Exercise directions: Within the records below, how many lines hold the string "failed"? State that number and nothing else.

****************************************

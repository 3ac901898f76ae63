use chrono::{DateTime, Local, Utc};
use std::fs;
use std::io;
use std::path::{Path, PathBuf};
use thiserror::Error;
use tracing::{debug, info, warn};

use crate::model::{MealPlan, RecipeBook, SavedMealPlan};

/// The single record every saved plan lives under.
pub const STORAGE_KEY: &str = "ai-meal-plans";

#[derive(Debug, Error)]
pub enum StoreError {
    #[error("failed to write {path}: {source}")]
    Io {
        path: PathBuf,
        #[source]
        source: io::Error,
    },
    #[error("failed to serialize saved plans: {0}")]
    Serialize(#[from] serde_json::Error),
}

/// Durable list of saved plans, rewritten whole on every mutation.
///
/// Assumes a single writer: two processes saving at once can lose an update.
#[derive(Debug, Clone)]
pub struct PlanStore {
    record_path: PathBuf,
}

impl PlanStore {
    pub fn new(data_dir: impl AsRef<Path>) -> Self {
        Self {
            record_path: data_dir.as_ref().join(format!("{}.json", STORAGE_KEY)),
        }
    }

    pub fn record_path(&self) -> &Path {
        &self.record_path
    }

    /// Oldest first. A missing or unreadable record is an empty list.
    pub fn list_saved_plans(&self) -> Vec<SavedMealPlan> {
        let contents = match fs::read_to_string(&self.record_path) {
            Ok(contents) => contents,
            Err(e) if e.kind() == io::ErrorKind::NotFound => return Vec::new(),
            Err(e) => {
                warn!(path = %self.record_path.display(), error = %e, "failed to read saved meal plans");
                return Vec::new();
            }
        };
        if contents.trim().is_empty() {
            return Vec::new();
        }
        match serde_json::from_str(&contents) {
            Ok(plans) => plans,
            Err(e) => {
                warn!(path = %self.record_path.display(), error = %e, "failed to parse saved meal plans, treating as empty");
                Vec::new()
            }
        }
    }

    pub fn find_plan(&self, id: &str) -> Option<SavedMealPlan> {
        self.list_saved_plans().into_iter().find(|plan| plan.id == id)
    }

    /// Appends a snapshot; never replaces an existing record.
    pub fn save_plan(&self, plan: &MealPlan, recipes: &RecipeBook) -> Result<SavedMealPlan, StoreError> {
        self.save_plan_at(plan, recipes, Utc::now())
    }

    fn save_plan_at(
        &self,
        plan: &MealPlan,
        recipes: &RecipeBook,
        now: DateTime<Utc>,
    ) -> Result<SavedMealPlan, StoreError> {
        let mut plans = self.list_saved_plans();
        let saved = SavedMealPlan {
            id: unique_id(&plans, now),
            saved_at: now.with_timezone(&Local).format("%-m/%-d/%Y, %-I:%M:%S %p").to_string(),
            plan: plan.clone(),
            recipes: recipes.clone(),
        };
        plans.push(saved.clone());
        self.write_all(&plans)?;
        info!(id = %saved.id, recipes = saved.recipes.len(), "saved meal plan");
        Ok(saved)
    }

    /// Absent ids are not an error. Returns whether a record was removed.
    pub fn delete_plan(&self, id: &str) -> Result<bool, StoreError> {
        let mut plans = self.list_saved_plans();
        let before = plans.len();
        plans.retain(|plan| plan.id != id);
        if plans.len() == before {
            debug!(id, "no saved plan with this id");
        }
        self.write_all(&plans)?;
        info!(id, removed = before - plans.len(), "deleted meal plan");
        Ok(plans.len() < before)
    }

    /// Writes to a sibling temp file and renames it over the record.
    fn write_all(&self, plans: &[SavedMealPlan]) -> Result<(), StoreError> {
        let serialized = serde_json::to_string_pretty(plans)?;
        let io_err = |source: io::Error| StoreError::Io {
            path: self.record_path.clone(),
            source,
        };
        if let Some(parent) = self.record_path.parent() {
            fs::create_dir_all(parent).map_err(io_err)?;
        }
        let tmp_path = self.record_path.with_extension("json.tmp");
        fs::write(&tmp_path, serialized).map_err(io_err)?;
        fs::rename(&tmp_path, &self.record_path).map_err(io_err)?;
        Ok(())
    }
}

/// Timestamp-derived id, suffixed if another record already holds it.
fn unique_id(existing: &[SavedMealPlan], now: DateTime<Utc>) -> String {
    let base = now.format("%Y-%m-%dT%H:%M:%S%.6fZ").to_string();
    let taken = |candidate: &str| existing.iter().any(|plan| plan.id == candidate);
    if !taken(&base) {
        return base;
    }
    let mut n = 1;
    loop {
        let candidate = format!("{}-{}", base, n);
        if !taken(&candidate) {
            return candidate;
        }
        n += 1;
    }
}

#[cfg(test)]
mod tests {
    use super::*;
    use crate::model::{Ingredient, NutritionEstimate, Recipe};
    use anyhow::Result;
    use chrono::TimeZone;
    use tempfile::tempdir;

    fn sample_plan(dinner: &str) -> MealPlan {
        let mut plan = MealPlan::default();
        plan.monday.breakfast = "Overnight Oats".to_string();
        plan.monday.dinner = dinner.to_string();
        plan
    }

    fn sample_recipes() -> RecipeBook {
        let mut recipes = RecipeBook::new();
        recipes.insert(
            "Overnight Oats".to_string(),
            Recipe {
                name: "Overnight Oats".to_string(),
                description: "Creamy and make-ahead.".to_string(),
                cook_time: "5 minutes".to_string(),
                ingredients: vec![Ingredient {
                    name: "Rolled oats".to_string(),
                    quantity: "1/2 cup".to_string(),
                }],
                instructions: vec!["Mix.".to_string(), "Chill overnight.".to_string()],
                nutrition: NutritionEstimate {
                    calories: "320 kcal".to_string(),
                    protein: "11g".to_string(),
                    carbs: "50g".to_string(),
                    fat: "8g".to_string(),
                },
            },
        );
        recipes
    }

    #[test]
    fn test_missing_record_lists_empty() {
        let dir = tempdir().unwrap();
        let store = PlanStore::new(dir.path().join("not-yet-created"));
        assert!(store.list_saved_plans().is_empty());
    }

    #[test]
    fn test_corrupt_record_lists_empty() -> Result<()> {
        let dir = tempdir()?;
        let store = PlanStore::new(dir.path());
        fs::write(store.record_path(), "{ not json")?;
        assert!(store.list_saved_plans().is_empty());
        Ok(())
    }

    #[test]
    fn test_saves_append_in_order_with_distinct_ids() -> Result<()> {
        let dir = tempdir()?;
        let store = PlanStore::new(dir.path());
        let now = Utc.with_ymd_and_hms(2025, 3, 1, 12, 0, 0).unwrap();

        let first = store.save_plan_at(&sample_plan("Lentil Soup"), &RecipeBook::new(), now)?;
        let second = store.save_plan_at(&sample_plan("Bean Chili"), &RecipeBook::new(), now)?;
        let third = store.save_plan(&sample_plan("Veggie Curry"), &sample_recipes())?;

        let listed = store.list_saved_plans();
        assert_eq!(listed.len(), 3);
        assert_eq!(listed[0], first);
        assert_eq!(listed[1], second);
        assert_eq!(listed[2], third);
        assert_eq!(first.id, "2025-03-01T12:00:00.000000Z");
        assert_eq!(second.id, "2025-03-01T12:00:00.000000Z-1");
        assert_ne!(third.id, first.id);
        Ok(())
    }

    #[test]
    fn test_round_trip_preserves_nested_data() -> Result<()> {
        let dir = tempdir()?;
        let store = PlanStore::new(dir.path());
        let saved = store.save_plan(&sample_plan("Lentil Soup"), &sample_recipes())?;

        let reopened = PlanStore::new(dir.path());
        let loaded = reopened.find_plan(&saved.id).expect("saved plan should be found");
        assert_eq!(loaded, saved);
        assert_eq!(loaded.recipes["Overnight Oats"].instructions.len(), 2);
        Ok(())
    }

    #[test]
    fn test_record_uses_wire_names() -> Result<()> {
        let dir = tempdir()?;
        let store = PlanStore::new(dir.path());
        store.save_plan(&sample_plan("Lentil Soup"), &sample_recipes())?;

        let raw: serde_json::Value = serde_json::from_str(&fs::read_to_string(store.record_path())?)?;
        let record = &raw.as_array().expect("record is an array")[0];
        assert!(record.get("savedAt").is_some());
        assert_eq!(record["plan"]["monday"]["dinner"], "Lentil Soup");
        assert_eq!(record["recipes"]["Overnight Oats"]["cookTime"], "5 minutes");
        Ok(())
    }

    #[test]
    fn test_delete_removes_only_matching_record() -> Result<()> {
        let dir = tempdir()?;
        let store = PlanStore::new(dir.path());
        let now = Utc.with_ymd_and_hms(2025, 3, 1, 12, 0, 0).unwrap();
        let a = store.save_plan_at(&sample_plan("A"), &RecipeBook::new(), now)?;
        let b = store.save_plan_at(&sample_plan("B"), &RecipeBook::new(), now)?;
        let c = store.save_plan_at(&sample_plan("C"), &RecipeBook::new(), now)?;

        assert!(store.delete_plan(&b.id)?);
        assert_eq!(store.list_saved_plans(), vec![a.clone(), c.clone()]);

        assert!(!store.delete_plan("nonexistent-id")?);
        assert!(!store.delete_plan(&b.id)?);
        assert_eq!(store.list_saved_plans(), vec![a, c]);
        Ok(())
    }

    #[test]
    fn test_save_over_corrupt_record_starts_fresh() -> Result<()> {
        let dir = tempdir()?;
        let store = PlanStore::new(dir.path());
        fs::write(store.record_path(), "[{\"id\": 5}]")?;
        store.save_plan(&sample_plan("Lentil Soup"), &RecipeBook::new())?;
        assert_eq!(store.list_saved_plans().len(), 1);
        assert!(!dir.path().join("ai-meal-plans.json.tmp").exists());
        Ok(())
    }
}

****************************************

Response to the exercise: 4